Fannie Mae also known as the Federal National Mortgage Association is publicly traded.  Rates go up the longer you fix the rate. This program is non-recourse and requires a net worth equal to the loan size and 12 months of post-closing liquidity. Tax returns are not required, so these loans are easier to qualify for than commercial bank loans.

 

Fannie Mae creates mortgage pools that are securitized on Wall Street. Lenders originate apartment loans using their own funds, and then sell the loans to Fannie Mae. This gives them their money back to lend again.
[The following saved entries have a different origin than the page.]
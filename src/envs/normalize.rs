//! Running observation normalization
use crate::utils::OnlineMeanVariance;
use serde::{Deserialize, Serialize};

/// Normalizes observation vectors by a running per-element mean and variance.
#[derive(Debug, Clone, PartialEq)]
pub struct NormalizeObservation {
    stats: Vec<OnlineMeanVariance<f64>>,
    epsilon: f64,
}

/// Exportable state of a [`NormalizeObservation`].
#[derive(Debug, Clone, PartialEq, Serialize, Deserialize)]
pub struct NormalizerState {
    pub epsilon: f64,
    pub stats: Vec<OnlineMeanVariance<f64>>,
}

impl NormalizeObservation {
    pub fn new(dim: usize) -> Self {
        Self {
            stats: vec![OnlineMeanVariance::default(); dim],
            epsilon: 1e-8,
        }
    }

    pub fn from_state(state: NormalizerState) -> Self {
        Self {
            stats: state.stats,
            epsilon: state.epsilon,
        }
    }

    pub fn state(&self) -> NormalizerState {
        NormalizerState {
            epsilon: self.epsilon,
            stats: self.stats.clone(),
        }
    }

    pub fn dim(&self) -> usize {
        self.stats.len()
    }

    /// Number of observations accumulated so far.
    pub fn count(&self) -> u64 {
        self.stats.first().map_or(0, OnlineMeanVariance::count)
    }

    /// Update the running statistics with an observation then normalize it.
    pub fn update_and_normalize(&mut self, observation: &[f32]) -> Vec<f32> {
        for (stats, &x) in self.stats.iter_mut().zip(observation) {
            stats.push(f64::from(x));
        }
        self.normalize(observation)
    }

    /// Normalize an observation without updating the statistics.
    pub fn normalize(&self, observation: &[f32]) -> Vec<f32> {
        debug_assert_eq!(observation.len(), self.stats.len());
        self.stats
            .iter()
            .zip(observation)
            .map(|(stats, &x)| {
                ((f64::from(x) - stats.mean()) / (stats.variance() + self.epsilon).sqrt()) as f32
            })
            .collect()
    }
}
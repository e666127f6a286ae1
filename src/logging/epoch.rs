//! Per-epoch tabular logger
use super::{LogError, StatsLogger, SummaryWriter};
use std::collections::BTreeMap;
use std::fmt;
use std::time::Duration;

/// Aggregates values stored during an epoch and writes one summary row per dump.
///
/// Values are stored under a key with [`store`](EpochLogger::store) any number of times. A row
/// is built with [`log_tabular`](EpochLogger::log_tabular), either from an explicit value or
/// from the mean of the stored values (which are then cleared), and written to every backend
/// by [`dump_tabular`](EpochLogger::dump_tabular). The keys of the first row fix the columns.
pub struct EpochLogger {
    epoch_dict: BTreeMap<String, Vec<f64>>,
    header: Vec<String>,
    current_row: Vec<(String, f64)>,
    first_row: bool,
    /// Whether the most recent data has been dumped.
    logged: bool,
    step: u64,
    writers: Vec<Box<dyn SummaryWriter>>,
    start: coarsetime::Instant,
}

impl fmt::Debug for EpochLogger {
    fn fmt(&self, f: &mut fmt::Formatter) -> fmt::Result {
        f.debug_struct("EpochLogger")
            .field("header", &self.header)
            .field("current_row", &self.current_row)
            .field("logged", &self.logged)
            .field("step", &self.step)
            .field("num_writers", &self.writers.len())
            .finish()
    }
}

impl Default for EpochLogger {
    fn default() -> Self {
        Self::new()
    }
}

impl EpochLogger {
    /// Create a logger without any backend.
    pub fn new() -> Self {
        Self {
            epoch_dict: BTreeMap::new(),
            header: Vec::new(),
            current_row: Vec::new(),
            first_row: true,
            logged: true,
            step: 0,
            writers: Vec::new(),
            start: coarsetime::Instant::now(),
        }
    }

    /// Add a backend that receives every dumped row.
    #[must_use]
    pub fn with_writer<W: SummaryWriter + 'static>(mut self, writer: W) -> Self {
        self.writers.push(Box::new(writer));
        self
    }

    /// Mean of the values stored under `key` since it was last logged.
    pub fn stats(&self, key: &str) -> Option<f64> {
        let values = self.epoch_dict.get(key)?;
        if values.is_empty() {
            None
        } else {
            Some(values.iter().sum::<f64>() / values.len() as f64)
        }
    }

    /// Whether every stored episode statistic has been dumped.
    pub const fn logged(&self) -> bool {
        self.logged
    }

    pub fn set_logged(&mut self, logged: bool) {
        self.logged = logged;
    }

    /// Number of rows dumped so far.
    pub const fn num_rows(&self) -> u64 {
        self.step
    }

    /// Add a value to the current row.
    ///
    /// If `value` is `None` the mean of the values stored under `key` is used and the stored
    /// values are cleared.
    pub fn log_tabular(&mut self, key: &str, value: Option<f64>) -> Result<(), LogError> {
        let value = match value {
            Some(value) => value,
            None => {
                let mean = self
                    .stats(key)
                    .ok_or_else(|| LogError::NoValues(key.into()))?;
                if let Some(values) = self.epoch_dict.get_mut(key) {
                    values.clear();
                }
                mean
            }
        };
        if self.first_row {
            self.header.push(key.into());
        } else if !self.header.iter().any(|k| k == key) {
            return Err(LogError::NewKey(key.into()));
        }
        if self.current_row.iter().any(|(k, _)| k == key) {
            return Err(LogError::DuplicateKey(key.into()));
        }
        self.current_row.push((key.into(), value));
        Ok(())
    }

    /// Write the current row to every backend and start a new one.
    ///
    /// Columns missing from the row are written as NaN.
    pub fn dump_tabular(&mut self) -> Result<(), LogError> {
        let row: Vec<(String, f64)> = self
            .header
            .iter()
            .map(|key| {
                let value = self
                    .current_row
                    .iter()
                    .find(|(k, _)| k == key)
                    .map_or(f64::NAN, |(_, v)| *v);
                (key.clone(), value)
            })
            .collect();
        let elapsed = Duration::from_secs_f64(self.start.elapsed().as_f64());
        for writer in &mut self.writers {
            writer.write_row(self.step, &row, elapsed)?;
        }
        self.current_row.clear();
        self.first_row = false;
        self.logged = true;
        self.step += 1;
        Ok(())
    }
}

impl StatsLogger for EpochLogger {
    fn store(&mut self, key: &str, value: f64) {
        self.epoch_dict.entry(key.into()).or_default().push(value);
    }
}

#[cfg(test)]
mod tests {
    use super::*;
    use std::cell::RefCell;
    use std::rc::Rc;

    type Rows = Rc<RefCell<Vec<(u64, Vec<(String, f64)>)>>>;

    #[derive(Debug, Default, Clone)]
    struct Recorder(Rows);

    impl SummaryWriter for Recorder {
        fn write_row(
            &mut self,
            step: u64,
            row: &[(String, f64)],
            _: Duration,
        ) -> Result<(), LogError> {
            self.0.borrow_mut().push((step, row.to_vec()));
            Ok(())
        }
    }

    fn logger() -> (EpochLogger, Rows) {
        let recorder = Recorder::default();
        let rows = Rc::clone(&recorder.0);
        (EpochLogger::new().with_writer(recorder), rows)
    }

    #[test]
    fn logs_mean_of_stored_values() {
        let (mut logger, rows) = logger();
        logger.store("a", 1.0);
        logger.store("a", 3.0);
        assert_eq!(logger.stats("a"), Some(2.0));
        logger.log_tabular("a", None).unwrap();
        logger.log_tabular("b", Some(5.0)).unwrap();
        logger.dump_tabular().unwrap();

        assert_eq!(logger.stats("a"), None);
        assert_eq!(
            rows.borrow()[0],
            (0, vec![("a".into(), 2.0), ("b".into(), 5.0)])
        );
    }

    #[test]
    fn first_row_fixes_columns() {
        let (mut logger, rows) = logger();
        logger.log_tabular("a", Some(1.0)).unwrap();
        logger.log_tabular("b", Some(2.0)).unwrap();
        logger.dump_tabular().unwrap();

        assert!(matches!(
            logger.log_tabular("c", Some(0.0)),
            Err(LogError::NewKey(_))
        ));
        logger.log_tabular("b", Some(4.0)).unwrap();
        logger.dump_tabular().unwrap();
        let rows = rows.borrow();
        assert_eq!(rows[1].0, 1);
        assert!(rows[1].1[0].1.is_nan());
        assert_eq!(rows[1].1[1], ("b".into(), 4.0));
    }

    #[test]
    fn missing_values_are_an_error() {
        let (mut logger, _) = logger();
        assert!(matches!(
            logger.log_tabular("a", None),
            Err(LogError::NoValues(_))
        ));
    }

    #[test]
    fn duplicate_key_is_an_error() {
        let (mut logger, _) = logger();
        logger.log_tabular("a", Some(1.0)).unwrap();
        assert!(matches!(
            logger.log_tabular("a", Some(1.0)),
            Err(LogError::DuplicateKey(_))
        ));
    }

    #[test]
    fn dump_marks_logged() {
        let (mut logger, _) = logger();
        assert!(logger.logged());
        logger.set_logged(false);
        logger.log_tabular("a", Some(1.0)).unwrap();
        logger.dump_tabular().unwrap();
        assert!(logger.logged());
        assert_eq!(logger.num_rows(), 1);
    }
}
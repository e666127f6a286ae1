//! Neural network modules
mod mlp;

pub use mlp::{Activation, Mlp, MlpConfig};
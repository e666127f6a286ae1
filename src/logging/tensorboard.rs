//! Tensorboard logger
use super::{LogError, SummaryWriter};
use std::fmt;
use std::path::Path;
use std::time::Duration;
use tensorboard_rs::summary_writer::SummaryWriter as TbSummaryWriter;

/// Logging backend that saves rows to a tensorboard event file.
///
/// Each row is written as scalars at a global step equal to the row index.
pub struct TensorBoardBackend {
    writer: TbSummaryWriter,
}

impl fmt::Debug for TensorBoardBackend {
    fn fmt(&self, f: &mut fmt::Formatter) -> fmt::Result {
        f.debug_struct("TensorBoardBackend").finish()
    }
}

impl TensorBoardBackend {
    pub fn new<P: AsRef<Path>>(log_dir: P) -> Self {
        Self {
            writer: TbSummaryWriter::new(log_dir),
        }
    }
}

impl SummaryWriter for TensorBoardBackend {
    #[allow(clippy::cast_possible_truncation)]
    fn write_row(
        &mut self,
        step: u64,
        row: &[(String, f64)],
        _elapsed: Duration,
    ) -> Result<(), LogError> {
        for (tag, value) in row {
            if value.is_finite() {
                self.writer.add_scalar(tag, *value as f32, step as usize);
            }
        }
        self.writer.flush();
        Ok(())
    }
}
In the United States, Fannie Mae multifamily mortgages give the borrower access to some of the lowest fixed rates available in America.

 

Fannie Mae Multifamily Loan Guidelines:

 

1.    $750,000 is the minimum amount loaned with no maximum

2.   80% is maximum LTV, or 75% if you want cash out

3.   5, 7, 10, 12, 15, 20 and up to 30 year fixed rate terms available.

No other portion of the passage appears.